A stock’s market cap is the total value of all of its shares. It’s calculated by multiplying share price by the number of shares outstanding. Nvidia stock trades at about $123 as of this writing and has 24.6 billion shares outstanding, giving it a total market cap of $3 trillion.

Market cap doesn’t tell investors much about a stock, but it can still be informative. The companies with the highest market caps are doing well and have investor confidence. They’re winning companies. They’re well-established leaders, and there’s little risk to their businesses.

At the same time, they may not grow as fast as smaller companies that have yet to be discovered. But does that mean they tend to underperform the market?

The five companies with the highest market caps right now, with the exception of Apple, have all been beating the market this year. The others include Amazon and Alphabet.

That’s testament to the concept that winners keep on winning. These are all top companies that have a proven track record and are keeping it up.
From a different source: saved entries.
use serde::{Deserialize, Serialize};
use sqlx::FromRow;
use std::collections::BTreeMap;
use std::fmt;

use super::defaults::{section_defaults, FieldDefaults};
use super::theme::Theme;
use crate::error::{AppError, AppResult};
use crate::utils::misc::is_valid_key_name;

/// Editable regions of the public page that ship with defaults.
#[derive(Debug, Clone, Copy, PartialEq, Eq, Hash, PartialOrd, Ord, Serialize, Deserialize)]
#[serde(rename_all = "lowercase")]
pub enum Section {
    Hero,
    About,
    Services,
    Testimonials,
}

impl Section {
    pub const ALL: [Section; 4] = [
        Section::Hero,
        Section::About,
        Section::Services,
        Section::Testimonials,
    ];

    pub fn as_str(&self) -> &'static str {
        match self {
            Section::Hero => "hero",
            Section::About => "about",
            Section::Services => "services",
            Section::Testimonials => "testimonials",
        }
    }

    pub fn parse(name: &str) -> Option<Section> {
        Section::ALL.into_iter().find(|s| s.as_str() == name)
    }

    pub fn defaults(&self) -> FieldDefaults {
        section_defaults(*self)
    }
}

impl fmt::Display for Section {
    fn fmt(&self, f: &mut fmt::Formatter<'_>) -> fmt::Result {
        f.write_str(self.as_str())
    }
}

/// section -> field -> value
pub type ContentMap = BTreeMap<String, BTreeMap<String, String>>;

#[derive(Debug, Clone, Serialize, Deserialize, FromRow)]
pub struct ContentField {
    pub id: String,
    pub section: String,
    pub field: String,
    pub value: String,
    pub image_url: Option<String>,
    pub created_at: i64,
    pub updated_at: i64,
}

#[derive(Debug, Clone, Serialize, Deserialize, PartialEq)]
pub struct FieldValue {
    pub section: String,
    pub field: String,
    pub value: String,
}

impl FieldValue {
    pub fn new(section: impl Into<String>, field: impl Into<String>, value: impl Into<String>) -> Self {
        FieldValue {
            section: section.into(),
            field: field.into(),
            value: value.into(),
        }
    }

    pub fn key(&self) -> String {
        format!("{}.{}", self.section, self.field)
    }
}

/// Where a single-field write came from; only used for logging.
#[derive(Debug, Clone, Copy, Default, PartialEq, Eq, Serialize, Deserialize)]
#[serde(rename_all = "lowercase")]
pub enum FieldSource {
    #[default]
    Editor,
    Ai,
    Upload,
}

#[derive(Debug, Deserialize)]
pub struct FieldUpdateForm {
    pub section: String,
    pub field: String,
    pub value: String,
    #[serde(default)]
    pub source: FieldSource,
}

#[derive(Debug, Deserialize)]
pub struct BatchSaveForm {
    pub fields: Vec<FieldValue>,
}

#[derive(Debug, Clone, Copy, PartialEq, Eq, Serialize)]
#[serde(rename_all = "lowercase")]
pub enum UpsertOutcome {
    Inserted,
    Updated,
}

#[derive(Debug, Serialize)]
pub struct FieldSaveResponse {
    pub section: String,
    pub field: String,
    pub value: String,
    pub outcome: UpsertOutcome,
}

#[derive(Debug, Clone, Serialize, PartialEq)]
pub struct FieldFailure {
    pub section: String,
    pub field: String,
    pub error: String,
}

impl FieldFailure {
    pub fn key(&self) -> String {
        format!("{}.{}", self.section, self.field)
    }
}

/// Outcome of a set of independent upserts. Successful writes stay committed
/// regardless of failures elsewhere in the set.
#[derive(Debug, Clone, Serialize, PartialEq)]
pub struct BatchSaveReport {
    pub success: bool,
    pub saved: usize,
    pub failed: usize,
    pub failures: Vec<FieldFailure>,
    pub message: String,
}

impl BatchSaveReport {
    pub fn nothing_to_save() -> Self {
        BatchSaveReport {
            success: true,
            saved: 0,
            failed: 0,
            failures: Vec::new(),
            message: "No content to save".to_string(),
        }
    }

    pub fn from_results<I>(results: I) -> Self
    where
        I: IntoIterator<Item = (FieldValue, AppResult<UpsertOutcome>)>,
    {
        let mut saved = 0;
        let mut failures = Vec::new();

        for (record, result) in results {
            match result {
                Ok(_) => saved += 1,
                Err(e) => failures.push(FieldFailure {
                    section: record.section,
                    field: record.field,
                    error: e.status_and_detail().1,
                }),
            }
        }

        let failed = failures.len();
        let message = if failed == 0 {
            format!("Successfully saved {} record(s)!", saved)
        } else {
            let reasons = failures
                .iter()
                .map(|f| format!("{}: {}", f.key(), f.error))
                .collect::<Vec<_>>()
                .join(", ");
            format!("Failed to save {} record(s): {}", failed, reasons)
        };

        BatchSaveReport {
            success: failed == 0,
            saved,
            failed,
            failures,
            message,
        }
    }
}

/// Everything the public page needs in one read.
#[derive(Debug, Clone, Serialize)]
pub struct PagePayload {
    pub content: ContentMap,
    pub theme: Theme,
    /// True when the store could not be read and defaults were served instead.
    pub degraded: bool,
}

pub fn validate_key_name(kind: &str, name: &str) -> AppResult<()> {
    if is_valid_key_name(name) {
        Ok(())
    } else {
        Err(AppError::BadRequest(format!(
            "Invalid {} name: {:?}",
            kind, name
        )))
    }
}

#[cfg(test)]
mod tests {
    use super::*;

    #[test]
    fn test_section_parse() {
        assert_eq!(Section::parse("hero"), Some(Section::Hero));
        assert_eq!(Section::parse("testimonials"), Some(Section::Testimonials));
        assert_eq!(Section::parse("Hero"), None);
        assert_eq!(Section::parse("contact"), None);
    }

    #[test]
    fn test_batch_report_counts_failures_per_field() {
        let report = BatchSaveReport::from_results(vec![
            (FieldValue::new("hero", "title", "a"), Ok(UpsertOutcome::Updated)),
            (
                FieldValue::new("hero", "subtitle", "b"),
                Err(AppError::PolicyDenied("denied".to_string())),
            ),
            (FieldValue::new("about", "title", "c"), Ok(UpsertOutcome::Inserted)),
            (
                FieldValue::new("about", "image", "d"),
                Err(AppError::BadRequest("bad".to_string())),
            ),
        ]);

        assert!(!report.success);
        assert_eq!(report.saved, 2);
        assert_eq!(report.failed, 2);
        assert_eq!(report.failures[0].section, "hero");
        assert_eq!(report.failures[0].field, "subtitle");
        assert_eq!(
            report.message,
            "Failed to save 2 record(s): hero.subtitle: denied, about.image: bad"
        );
    }

    #[test]
    fn test_batch_report_all_saved() {
        let report = BatchSaveReport::from_results(vec![(
            FieldValue::new("hero", "title", "a"),
            Ok(UpsertOutcome::Inserted),
        )]);
        assert!(report.success);
        assert_eq!(report.message, "Successfully saved 1 record(s)!");
    }

    #[test]
    fn test_field_form_source_defaults_to_editor() {
        let form: FieldUpdateForm =
            serde_json::from_str(r#"{"section":"hero","field":"title","value":"Hi"}"#).unwrap();
        assert_eq!(form.source, FieldSource::Editor);

        let form: FieldUpdateForm = serde_json::from_str(
            r#"{"section":"hero","field":"title","value":"Hi","source":"ai"}"#,
        )
        .unwrap();
        assert_eq!(form.source, FieldSource::Ai);
    }
}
Why is Nvidia’s market cap increasing?

Nvidia has garnered an incredible amount of attention due to its generative artificial intelligence (AI) chips. There’s enormous demand for all kinds of generative AI applications, and Nvidia is the leading producer of chips that can handle the data loads for these kinds of applications.
Stock price movements aren’t always logical, but broadly, share price increases as a company performs well. There are all kinds of metrics that measure performance: revenue growth, margins, profitability, and return on equity are a few examples. Nvidia has been reporting stunning growth since the beginning of the generative AI craze, driving a huge price increase.

Why did it fall back?

Nvidia stock also benefited from excitement around its recent 10-for-1 stock split, which fueled more interest in the stock and still more increases. It briefly topped the market cap charts right after the split, but since that wasn’t driven by any specific company performance metric, it fell back into third place.

Part of that fall was due to valuation concerns. It’s getting quite expensive; even after the pullback, Nvidia stock trades at a price-to-earnings (P/E) ratio of 72. That’s a well-deserved premium valuation, but even the best companies can’t support an earnings multiple that outweighs its worth. Microsoft, by comparison, trades at a P/E of about 39.
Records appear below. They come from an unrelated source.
//! Built-in page copy and theme. Used whenever the store holds no usable
//! override; never persisted on its own.

use super::content::Section;
use super::theme::ThemeKey;

pub type FieldDefaults = &'static [(&'static str, &'static str)];

const HERO: FieldDefaults = &[
    ("tagline", "Empowering Women Through Fitness"),
    ("title", "Strong. Confident. Empowered."),
    (
        "subtitle",
        "Reach your fitness goals without stress or confusion. I'm here to guide you every step of the way with personalized training that fits your lifestyle.",
    ),
    ("buttonText", "Start Your Journey"),
];

const ABOUT: FieldDefaults = &[
    ("title", "Meet Your Personal Trainer"),
    (
        "description",
        "Hi, I'm Sophie! I'm a 27-year-old personal trainer passionate about helping women feel empowered through fitness. I believe fitness should be enjoyable, not intimidating. Whether you're just starting out or looking to level up, I'll create a plan that works for you\u{2014}no stress, no confusion, just results and confidence.",
    ),
    ("image", "/professional-female-personal-trainer-smiling-confi.jpg"),
    ("statsNumber", "500+"),
    ("statsLabel", "Women Empowered"),
];

const SERVICES: FieldDefaults = &[
    ("title", "How I Can Help"),
    ("subtitle", "Choose the service that fits your lifestyle and goals"),
    ("service1Title", "1-on-1 Training"),
    (
        "service1Description",
        "Personalized in-person sessions tailored to your goals, fitness level, and schedule. Get hands-on guidance and motivation.",
    ),
    ("service2Title", "Online Coaching"),
    (
        "service2Description",
        "Train anywhere with custom workout plans, video demonstrations, and ongoing support through our app.",
    ),
    ("service3Title", "Nutrition Guidance"),
    (
        "service3Description",
        "Simple, sustainable nutrition advice that complements your training and helps you feel your best inside and out.",
    ),
];

const TESTIMONIALS: FieldDefaults = &[
    ("title", "Success Stories"),
    ("subtitle", "Real transformations from real women"),
    (
        "testimonial1Text",
        "\"Sophie completely transformed my relationship with fitness. I went from dreading workouts to actually looking forward to them! Down 2 dress sizes and feeling stronger than ever.\"",
    ),
    ("testimonial1Name", "Emma"),
    ("testimonial1Age", "Age 34"),
    (
        "testimonial2Text",
        "\"Best decision I ever made! Sophie's approach is so refreshing\u{2014}no judgment, just genuine support. I've gained so much confidence and strength in just 3 months.\"",
    ),
    ("testimonial2Name", "Rachel"),
    ("testimonial2Age", "Age 29"),
    (
        "testimonial3Text",
        "\"I was so intimidated by gyms before working with Sophie. She made everything feel achievable and fun. Now I'm lifting weights I never thought possible and feeling amazing!\"",
    ),
    ("testimonial3Name", "Jessica"),
    ("testimonial3Age", "Age 42"),
];

pub fn section_defaults(section: Section) -> FieldDefaults {
    match section {
        Section::Hero => HERO,
        Section::About => ABOUT,
        Section::Services => SERVICES,
        Section::Testimonials => TESTIMONIALS,
    }
}

pub fn theme_default(key: ThemeKey) -> &'static str {
    match key {
        ThemeKey::PrimaryColor => "#ec4899",
        ThemeKey::SecondaryColor => "#a855f7",
        ThemeKey::AccentColor => "#10b981",
        ThemeKey::FontFamily => "Montserrat",
    }
}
Does it make sense for Nvidia to be the most valuable company in the world? It doesn’t take in nearly the same amount of sales as Amazon or profit as Apple. But neither does Microsoft. Nvidia is growing faster than all of the other top five market cap companies, though, and the market is pricing that into its valuation.

If Nvidia continues to provide the infrastructure for applications that drive global business, it will likely stay near the top of the market cap list for the foreseeable future. But it may not be able to keep up this kind of growth forever, and investors should be prepared for a pullback.